In the 1930s and 1940s, Adas Israel's members began to move uptown. The congregation initially intended to purchase land at Connecticut Avenue and Ellicott Street, NW. When that site was deemed too small, a larger triangular site at Connecticut and Porter Street, NW, was found and determined to be suitable.

The congregation, led by longtime President Joseph Wilner, built a large new facility at Connecticut Avenue and Quebec Street, NW, in the Cleveland Park neighborhood, in 1951. Architects Frank Grad and Sons designed the building in a style favored by many synagogues built after the Second World War: clean lines, large scale, and bright interiors. The cornerstone for the new building was laid in 1950; the building was dedicated later that year.

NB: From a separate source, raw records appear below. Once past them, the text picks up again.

use crate::error::{ReconcileError, Result};
use crate::identity::NameNormalizer;
use crate::ingestion::{RawPeriod, SourceEntry};
use crate::utils::{month_key, month_start, parse_period_text, period_label, round_half_up};
use crate::FeeRecord;
use log::{debug, info, warn};
use rust_decimal::Decimal;
use serde::Serialize;
use std::cmp::Reverse;
use std::collections::{BTreeMap, BTreeSet};

/// Output of one aggregation pass, with the configuration gaps it absorbed.
#[derive(Debug, Clone, Default)]
pub struct Aggregation {
    pub records: Vec<FeeRecord>,
    pub unmapped_entries: usize,
    pub unmapped_codes: BTreeSet<String>,
    pub unnamed_entries: usize,
}

/// Row of the processed fee table as persisted for operators.
#[derive(Debug, Clone, PartialEq, Eq, Serialize)]
pub struct ProcessedFeeRow {
    #[serde(rename = "Operation")]
    pub operation: String,
    #[serde(rename = "Employee")]
    pub employee: String,
    #[serde(rename = "Period")]
    pub period: String,
    #[serde(rename = "StartDate")]
    pub start_date: String,
    #[serde(rename = "Fees")]
    pub fees: i64,
}

impl From<&FeeRecord> for ProcessedFeeRow {
    fn from(record: &FeeRecord) -> Self {
        let period = month_start(&record.month)
            .map(period_label)
            .unwrap_or_else(|| record.month.clone());
        Self {
            operation: record.operation.clone(),
            employee: record.employee.clone(),
            period,
            start_date: record.month.clone(),
            fees: record.fee,
        }
    }
}

pub struct SourceAggregator<'a> {
    work_package_to_operation: &'a BTreeMap<String, String>,
    trimmed_codes: BTreeMap<String, &'a str>,
    normalizer: &'a NameNormalizer,
}

impl<'a> SourceAggregator<'a> {
    pub fn new(
        work_package_to_operation: &'a BTreeMap<String, String>,
        normalizer: &'a NameNormalizer,
    ) -> Self {
        let trimmed_codes = work_package_to_operation
            .iter()
            .map(|(code, op)| (code.trim().to_string(), op.as_str()))
            .collect();
        Self {
            work_package_to_operation,
            trimmed_codes,
            normalizer,
        }
    }

    pub fn operation_for(&self, work_package: &str) -> Option<&str> {
        self.work_package_to_operation
            .get(work_package)
            .map(String::as_str)
            .or_else(|| self.trimmed_codes.get(work_package.trim()).copied())
            .map(str::trim)
    }

    /// Groups entries by (operation, canonical employee, month), sums the
    /// exact fees, then rounds each sum half-up.
    ///
    /// Unmapped work packages and nameless entries are dropped and counted.
    /// An unparseable period aborts the whole pass.
    pub fn aggregate(&self, entries: &[SourceEntry]) -> Result<Aggregation> {
        let mut aggregation = Aggregation::default();
        let mut sums: BTreeMap<(String, String, String), Decimal> = BTreeMap::new();

        for entry in entries {
            let Some(operation) = self.operation_for(&entry.work_package) else {
                aggregation.unmapped_entries += 1;
                aggregation
                    .unmapped_codes
                    .insert(entry.work_package.trim().to_string());
                continue;
            };

            let month = resolve_month(entry)?;

            let Some(employee) = self.normalizer.normalize(entry.name.as_deref()) else {
                aggregation.unnamed_entries += 1;
                debug!("Source row {} has no employee name, dropped", entry.row);
                continue;
            };

            *sums
                .entry((operation.to_string(), employee, month))
                .or_insert(Decimal::ZERO) += entry.fees.unwrap_or(Decimal::ZERO);
        }

        if aggregation.unmapped_entries > 0 {
            warn!(
                "Number of entries with unmapped work packages: {} ({} distinct codes)",
                aggregation.unmapped_entries,
                aggregation.unmapped_codes.len()
            );
            for code in &aggregation.unmapped_codes {
                debug!("Unmapped work package: '{}'", code);
            }
        }
        if aggregation.unnamed_entries > 0 {
            warn!(
                "Number of entries without an employee name: {}",
                aggregation.unnamed_entries
            );
        }

        let mut records: Vec<FeeRecord> = sums
            .into_iter()
            .map(|((operation, employee, month), total)| FeeRecord {
                operation,
                employee,
                month,
                fee: round_half_up(total),
            })
            .collect();

        records.sort_by(|a, b| {
            (Reverse(&a.operation), &a.employee, &a.month).cmp(&(
                Reverse(&b.operation),
                &b.employee,
                &b.month,
            ))
        });

        info!(
            "Aggregated {} source entries into {} fee records",
            entries.len(),
            records.len()
        );

        aggregation.records = records;
        Ok(aggregation)
    }
}

fn resolve_month(entry: &SourceEntry) -> Result<String> {
    let date = match &entry.period {
        RawPeriod::Date(date) => Some(*date),
        RawPeriod::Text(text) => parse_period_text(text),
        RawPeriod::Missing => None,
    };
    date.map(month_key).ok_or_else(|| ReconcileError::PeriodParse {
        row: entry.row,
        value: match &entry.period {
            RawPeriod::Text(text) => text.clone(),
            RawPeriod::Date(date) => date.to_string(),
            RawPeriod::Missing => String::new(),
        },
    })
}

The new Adas Israel, which cost nearly $1.3 million, included a 300-seat chapel, two social auditoriums, 14 classrooms and a 1,500-seat sanctuary with a balcony, a hidden choir loft, an organ, an Ark framed in black onyx and marble, and five heavy bronze doors which opened onto a lobby decorated in red marble that led to a large, open plaza overlooking the intersection. A large engraved menorah—chosen as a symbol of Judaism after much debate within the congregation—graces the façade facing the plaza.
 
Morris Gewirz, for whom one of the building's auditoriums was named (the other was named for his site commission co-chair Abraham Kay), declared, “This great edifice stands like a mighty colossus of spiritual strength.”

The school wing and auditoriums were added in 1958. Adas Israel further renovated and expanded the building in 1988. It rededicated the building in 1990, with a speech by former Israeli Ambassador Abba Eban.

The building underwent major renovations in 2013.

People

Notable clergy and staff 

For the congregation's first several years, paid hazzanim (cantors) and volunteers from within the congregation met worship needs. This practice was in keeping with the Jewish tradition of forming congregations and often conducting worship without religious functionaries.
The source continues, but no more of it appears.